Since 2000, many in Hizmet, as well as others, demanded the government investigate those in the military responsible during its 1980 coup for the “disappeared thousands.” Subsequent trials jailed many, along with others who after 2007 plotted to launch a coup against Erdogan. I have many friends, like Gülersoy, associated with the Turkish military, the second largest in NATO. But within this impressive body, there are some, the “deep state,” who are corrupt and criminal.

With the neighboring Arab Spring, Erdogan needed the support of the same military that his government had previously jailed. Since 2013, he has been blaming Gülen and Hizmet, along with intellectuals and secularists who both encouraged the earlier investigations and criticized his emerging authoritarianism. By blaming this coup on Gülen, Erdogan placated a bitter military. In framing Hizmet, Erdogan cites a “parallel state,” twisting a phrase to echo an allusion meaningful to most knowledgeable of Turkish political history. For more than a half century, the secret “deep state” has referred to a fascist wing responsible for overthrowing four democratic governments. Would any in the military who have been under Hizmet’s scrutiny for the last decade attempt to overthrow the government in the interests of Hizmet? It doesn’t follow.

With a similar twist of guile, Erdogan claims to be the new Ataturk. The nation’s founder was secular; outlawed women wearing veils; imposed Turkish, instead of Arabic, for worship; and instituted le laïcité, a very different concept of state and church relations from what the U.S. practices. You must understand the difference: Gülen’s followers have sought freedom for religions in contrast to Turkey’s traditional heritage of Code De Napoleon, which insures freedom from religion. Washington doesn’t appoint bishops nor outlaw Latin. Imagine President Obama appointing Mormon, Catholic, and Baptist leaders. Since 2010, Erdogan has expunged Ataturk’s ban on women wearing veils, instituted religious classes in public schools and universities, arrested writers, journalists, and civic leaders, outlawed Facebook and Twitter, fired judges, emulated Putin’s executive presidency, and in a week in the wake of the coup arrested and fired 70,000. Erdogan has a vendetta without evidence for blaming Gülen but is using the coup as an excuse to punish any critical of his increasing authoritarianism.
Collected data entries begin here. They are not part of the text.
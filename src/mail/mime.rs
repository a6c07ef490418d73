//! Building outgoing messages and decoding retrieved ones.

use std::fs;
use std::path::{Path, PathBuf};
use std::sync::LazyLock;

use anyhow::{Context, Result};
use chrono::{DateTime, Utc};
use lettre::address::{Address, Envelope};
use lettre::message::header::ContentType;
use lettre::message::{Attachment, Mailbox, Message, MultiPart, SinglePart};
use mailparse::{MailHeaderMap, ParsedMail};
use regex::Regex;
use serde::Serialize;

#[derive(Debug, Clone, Default)]
pub struct OutgoingMessage {
    pub to: Vec<String>,
    pub cc: Vec<String>,
    pub bcc: Vec<String>,
    pub subject: String,
    pub body: String,
    pub attachments: Vec<PathBuf>,
}

impl OutgoingMessage {
    /// Every envelope recipient, Bcc included.
    pub fn recipients(&self) -> impl Iterator<Item = &String> {
        self.to.iter().chain(self.cc.iter()).chain(self.bcc.iter())
    }
}

/// A message ready for submission.
pub struct Composed {
    pub message: Message,
    pub envelope: Envelope,
    pub attachment_count: usize,
}

static MARKUP: LazyLock<Regex> =
    LazyLock::new(|| Regex::new(r"(?i)<(html|body|div|br)").expect("Invalid regex"));

/// True when the body looks like markup and should go out as text/html.
pub fn is_html(body: &str) -> bool {
    MARKUP.is_match(body)
}

fn parse_mailboxes(addresses: &[String]) -> Result<Vec<Mailbox>> {
    addresses
        .iter()
        .map(|a| {
            a.parse::<Mailbox>()
                .with_context(|| format!("Invalid email address '{}'", a))
        })
        .collect()
}

fn attachment_part(path: &Path) -> Result<Option<SinglePart>> {
    if !path.exists() {
        tracing::warn!("Attachment not found, skipping: {}", path.display());
        return Ok(None);
    }
    let filename = path
        .file_name()
        .map(|name| name.to_string_lossy().to_string())
        .unwrap_or_else(|| String::from("attachment"));
    let bytes = match fs::read(path) {
        Ok(bytes) => bytes,
        Err(e) => {
            tracing::error!("Could not read attachment {}: {}", path.display(), e);
            return Ok(None);
        }
    };

    let content_type = match ContentType::parse(&format!(
        "application/octet-stream; name=\"{}\"",
        filename.replace('"', "")
    )) {
        Ok(content_type) => content_type,
        Err(_) => ContentType::parse("application/octet-stream")?,
    };
    tracing::debug!("Attached {}", path.display());
    Ok(Some(Attachment::new(filename).body(bytes, content_type)))
}

/// Build the MIME message and its envelope.
///
/// Bcc recipients only appear in the envelope. Attachments that cannot be
/// read are logged and left out.
pub fn compose(from: &Mailbox, outgoing: &OutgoingMessage) -> Result<Composed> {
    let mut builder = Message::builder()
        .from(from.clone())
        .subject(outgoing.subject.clone());
    for mailbox in parse_mailboxes(&outgoing.to)? {
        builder = builder.to(mailbox);
    }
    for mailbox in parse_mailboxes(&outgoing.cc)? {
        builder = builder.cc(mailbox);
    }

    let body = if is_html(&outgoing.body) {
        SinglePart::html(outgoing.body.clone())
    } else {
        SinglePart::plain(outgoing.body.clone())
    };
    let mut multipart = MultiPart::mixed().singlepart(body);
    let mut attachment_count = 0;
    for path in &outgoing.attachments {
        if let Some(part) = attachment_part(path)? {
            multipart = multipart.singlepart(part);
            attachment_count += 1;
        }
    }
    let message = builder.multipart(multipart)?;

    let recipients = outgoing
        .recipients()
        .map(|a| {
            a.parse::<Mailbox>()
                .map(|m| m.email)
                .with_context(|| format!("Invalid email address '{}'", a))
        })
        .collect::<Result<Vec<Address>>>()?;
    let envelope = Envelope::new(Some(from.email.clone()), recipients)?;

    Ok(Composed {
        message,
        envelope,
        attachment_count,
    })
}

#[derive(Debug, Clone, Default, Serialize, PartialEq)]
pub struct RetrievedMessage {
    pub id: String,
    pub from: String,
    pub to: String,
    pub cc: String,
    pub subject: String,
    pub date: String,
    pub body: String,
    pub body_is_html: bool,
    pub has_attachments: bool,
    pub attachments: Vec<String>,
}

/// Decode RFC 2047 encoded words in a raw header value.
pub fn decode_words(value: &str) -> String {
    let line = format!("X: {}", value);
    match mailparse::parse_header(line.as_bytes()) {
        Ok((header, _)) => header.get_value(),
        Err(_) => value.to_string(),
    }
}

/// RFC 2822 date to an RFC 3339 UTC instant, or the raw value if it does
/// not parse.
pub fn normalize_date(raw: &str) -> String {
    match DateTime::parse_from_rfc2822(raw.trim()) {
        Ok(dt) => dt.with_timezone(&Utc).to_rfc3339(),
        Err(_) => raw.to_string(),
    }
}

fn walk<'a>(part: &'a ParsedMail<'a>, out: &mut Vec<&'a ParsedMail<'a>>) {
    out.push(part);
    for sub in &part.subparts {
        walk(sub, out);
    }
}

fn is_multipart(mail: &ParsedMail) -> bool {
    !mail.subparts.is_empty() || mail.ctype.mimetype.starts_with("multipart/")
}

fn decoded_body(part: &ParsedMail) -> String {
    match part.get_body() {
        Ok(body) => body,
        Err(e) => {
            tracing::warn!("Could not decode message part: {}", e);
            String::new()
        }
    }
}

/// Pick the body: the first text/html part in a depth-first walk, else
/// the last text/plain part. Single-part messages use their own payload
/// when it is text.
fn select_body(mail: &ParsedMail) -> (String, bool) {
    if !is_multipart(mail) {
        return match mail.ctype.mimetype.as_str() {
            "text/plain" => (decoded_body(mail), false),
            "text/html" => (decoded_body(mail), true),
            _ => (String::new(), false),
        };
    }

    let mut parts = Vec::new();
    walk(mail, &mut parts);

    let mut plain = None;
    for part in parts {
        match part.ctype.mimetype.as_str() {
            "text/html" => return (decoded_body(part), true),
            "text/plain" => plain = Some(part),
            _ => {}
        }
    }
    match plain {
        Some(part) => (decoded_body(part), false),
        None => (String::new(), false),
    }
}

fn attachment_names(mail: &ParsedMail) -> Vec<String> {
    if !is_multipart(mail) {
        return vec![];
    }
    let mut parts = Vec::new();
    walk(mail, &mut parts);

    parts
        .into_iter()
        .filter(|part| {
            part.headers
                .get_first_value("Content-Disposition")
                .map(|cd| cd.to_lowercase().contains("attachment"))
                .unwrap_or(false)
        })
        .filter_map(|part| {
            let disposition = part.get_content_disposition();
            disposition
                .params
                .get("filename")
                .or_else(|| part.ctype.params.get("name"))
                .map(|name| decode_words(name))
        })
        .collect()
}

pub fn decode_message(id: &str, raw: &[u8]) -> Result<RetrievedMessage> {
    let mail = mailparse::parse_mail(raw).context("Parsing message")?;
    let header = |name: &str| mail.headers.get_first_value(name).unwrap_or_default();

    let (body, body_is_html) = select_body(&mail);
    let attachments = attachment_names(&mail);

    Ok(RetrievedMessage {
        id: id.to_string(),
        from: header("From"),
        to: header("To"),
        cc: header("Cc"),
        subject: header("Subject"),
        date: normalize_date(&header("Date")),
        body,
        body_is_html,
        has_attachments: !attachments.is_empty(),
        attachments,
    })
}

#[cfg(test)]
mod tests {
    use super::*;
    use std::io::Write;

    fn sender() -> Mailbox {
        "Errand Bot <bot@example.com>".parse().unwrap()
    }

    fn formatted(composed: &Composed) -> String {
        String::from_utf8(composed.message.formatted()).unwrap()
    }

    #[test]
    fn it_detects_markup() {
        assert!(is_html("<div>Hello</div>"));
        assert!(is_html("line one<BR>line two"));
        assert!(is_html("<HTML><p>x</p></HTML>"));
        assert!(!is_html("Plain text with <3 and a < b"));
    }

    #[test]
    fn it_sends_markup_as_html() {
        let outgoing = OutgoingMessage {
            to: vec!["alice@example.com".to_string()],
            subject: "Hi".to_string(),
            body: "<div>Hello</div>".to_string(),
            ..Default::default()
        };
        let raw = formatted(&compose(&sender(), &outgoing).unwrap());
        assert!(raw.contains("Content-Type: text/html"));
        assert!(!raw.contains("Content-Type: text/plain"));
    }

    #[test]
    fn it_sends_text_as_plain() {
        let outgoing = OutgoingMessage {
            to: vec!["alice@example.com".to_string()],
            subject: "Hi".to_string(),
            body: "Hello there".to_string(),
            ..Default::default()
        };
        let raw = formatted(&compose(&sender(), &outgoing).unwrap());
        assert!(raw.contains("Content-Type: text/plain"));
        assert!(raw.contains("<bot@example.com>"));
    }

    #[test]
    fn it_keeps_bcc_out_of_headers() {
        let outgoing = OutgoingMessage {
            to: vec!["alice@example.com".to_string()],
            cc: vec!["carol@example.com".to_string()],
            bcc: vec!["secret@example.com".to_string()],
            subject: "Hi".to_string(),
            body: "Hello".to_string(),
            ..Default::default()
        };
        let composed = compose(&sender(), &outgoing).unwrap();
        let raw = formatted(&composed);
        assert!(raw.contains("Cc: carol@example.com"));
        assert!(!raw.contains("secret@example.com"));
        assert!(!raw.to_lowercase().contains("bcc:"));

        let envelope: Vec<String> = composed
            .envelope
            .to()
            .iter()
            .map(|a| a.to_string())
            .collect();
        assert_eq!(
            envelope,
            vec![
                "alice@example.com",
                "carol@example.com",
                "secret@example.com"
            ]
        );
        assert_eq!(
            composed.envelope.from().map(|a| a.to_string()).as_deref(),
            Some("bot@example.com")
        );
    }

    #[test]
    fn it_skips_missing_attachments() {
        let dir = tempfile::tempdir().unwrap();
        let path = dir.path().join("report.txt");
        let mut file = fs::File::create(&path).unwrap();
        writeln!(file, "quarterly numbers").unwrap();

        let outgoing = OutgoingMessage {
            to: vec!["alice@example.com".to_string()],
            subject: "Report".to_string(),
            body: "See attached".to_string(),
            attachments: vec![path, dir.path().join("missing.pdf")],
            ..Default::default()
        };
        let composed = compose(&sender(), &outgoing).unwrap();
        assert_eq!(composed.attachment_count, 1);

        let raw = formatted(&composed);
        assert!(raw.contains("Content-Disposition: attachment"));
        assert!(raw.contains("filename=\"report.txt\""));
        assert!(!raw.contains("missing.pdf"));
    }

    #[test]
    fn it_rejects_invalid_addresses() {
        let outgoing = OutgoingMessage {
            to: vec!["not an address".to_string()],
            subject: "Hi".to_string(),
            body: "Hello".to_string(),
            ..Default::default()
        };
        assert!(compose(&sender(), &outgoing).is_err());
    }

    const ALTERNATIVE: &str = "From: =?UTF-8?B?SsOpcsO0bWU=?= <jerome@example.com>\r\n\
To: me@example.com\r\n\
Subject: =?UTF-8?Q?R=C3=A9union?=\r\n\
Date: Tue, 02 Jan 2024 10:30:00 +0100\r\n\
MIME-Version: 1.0\r\n\
Content-Type: multipart/alternative; boundary=\"b1\"\r\n\
\r\n\
--b1\r\n\
Content-Type: text/plain; charset=utf-8\r\n\
\r\n\
Plain version\r\n\
--b1\r\n\
Content-Type: text/html; charset=utf-8\r\n\
\r\n\
<p>HTML version</p>\r\n\
--b1--\r\n";

    const PLAIN_WITH_ATTACHMENT: &str = "From: a@example.com\r\n\
To: b@example.com\r\n\
Cc: c@example.com\r\n\
Subject: Files\r\n\
Date: not a date\r\n\
MIME-Version: 1.0\r\n\
Content-Type: multipart/mixed; boundary=\"b2\"\r\n\
\r\n\
--b2\r\n\
Content-Type: text/plain; charset=utf-8\r\n\
\r\n\
Only plain\r\n\
--b2\r\n\
Content-Type: application/pdf; name=\"invoice.pdf\"\r\n\
Content-Disposition: attachment; filename=\"invoice.pdf\"\r\n\
Content-Transfer-Encoding: base64\r\n\
\r\n\
JVBERi0xLjQ=\r\n\
--b2--\r\n";

    #[test]
    fn it_prefers_html_body() {
        let msg = decode_message("42", ALTERNATIVE.as_bytes()).unwrap();
        assert_eq!(msg.id, "42");
        assert!(msg.body.contains("<p>HTML version</p>"));
        assert!(msg.body_is_html);
        assert!(!msg.has_attachments);
    }

    #[test]
    fn it_decodes_encoded_headers_and_date() {
        let msg = decode_message("1", ALTERNATIVE.as_bytes()).unwrap();
        assert_eq!(msg.from, "Jérôme <jerome@example.com>");
        assert_eq!(msg.subject, "Réunion");
        assert_eq!(msg.date, "2024-01-02T09:30:00+00:00");
        assert_eq!(msg.cc, "");
    }

    #[test]
    fn it_falls_back_to_plain_body_and_lists_attachments() {
        let msg = decode_message("7", PLAIN_WITH_ATTACHMENT.as_bytes()).unwrap();
        assert_eq!(msg.body.trim(), "Only plain");
        assert!(!msg.body_is_html);
        assert_eq!(msg.attachments, vec!["invoice.pdf"]);
        assert!(msg.has_attachments);
        assert_eq!(msg.cc, "c@example.com");
        // Unparseable dates are kept as-is
        assert_eq!(msg.date, "not a date");
    }

    #[test]
    fn it_reads_single_part_text() {
        let raw = "From: a@example.com\r\nSubject: Hi\r\nContent-Type: text/plain\r\n\r\nJust text\r\n";
        let msg = decode_message("3", raw.as_bytes()).unwrap();
        assert_eq!(msg.body.trim(), "Just text");
        assert!(msg.attachments.is_empty());
    }

    #[test]
    fn it_keeps_unparseable_or_missing_dates() {
        assert_eq!(normalize_date("not a date"), "not a date");
        assert_eq!(normalize_date(""), "");
        assert_eq!(
            normalize_date("Tue, 02 Jan 2024 10:30:00 +0100"),
            "2024-01-02T09:30:00+00:00"
        );

        let raw = "From: a@example.com\r\nSubject: Undated\r\nContent-Type: text/plain\r\n\r\nBody\r\n";
        let msg = decode_message("4", raw.as_bytes()).unwrap();
        assert_eq!(msg.date, "");
    }

    #[test]
    fn it_decodes_encoded_words() {
        assert_eq!(decode_words("=?UTF-8?Q?caf=C3=A9.pdf?="), "café.pdf");
        assert_eq!(decode_words("plain.txt"), "plain.txt");
    }
}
Write Congress and the president to oppose Erdogan’s blackmailing the United States to extradite Gülen.

Dr. Tom Gage is instructor at the Osher Lifelong Learning Institute, Humboldt State University

Source: Times Standard Columns , July 28, 2016


Related News

German Politician: Turkey like Nazi Germany after Reichstag

FDP leader Christian Lindner said he saw parallels between Erdogan’s behavior and the aftermath of the Reichstag fire in 1933 portrayed by the Nazis as a Communist plot against the government and used by Adolf Hitler to justify massively curtailing civil liberties. “We are experiencing a coup d’etat from above like in 1933 after the Reichstag fire. He is building an authoritarian regime tailored solely to himself,” Lindner said.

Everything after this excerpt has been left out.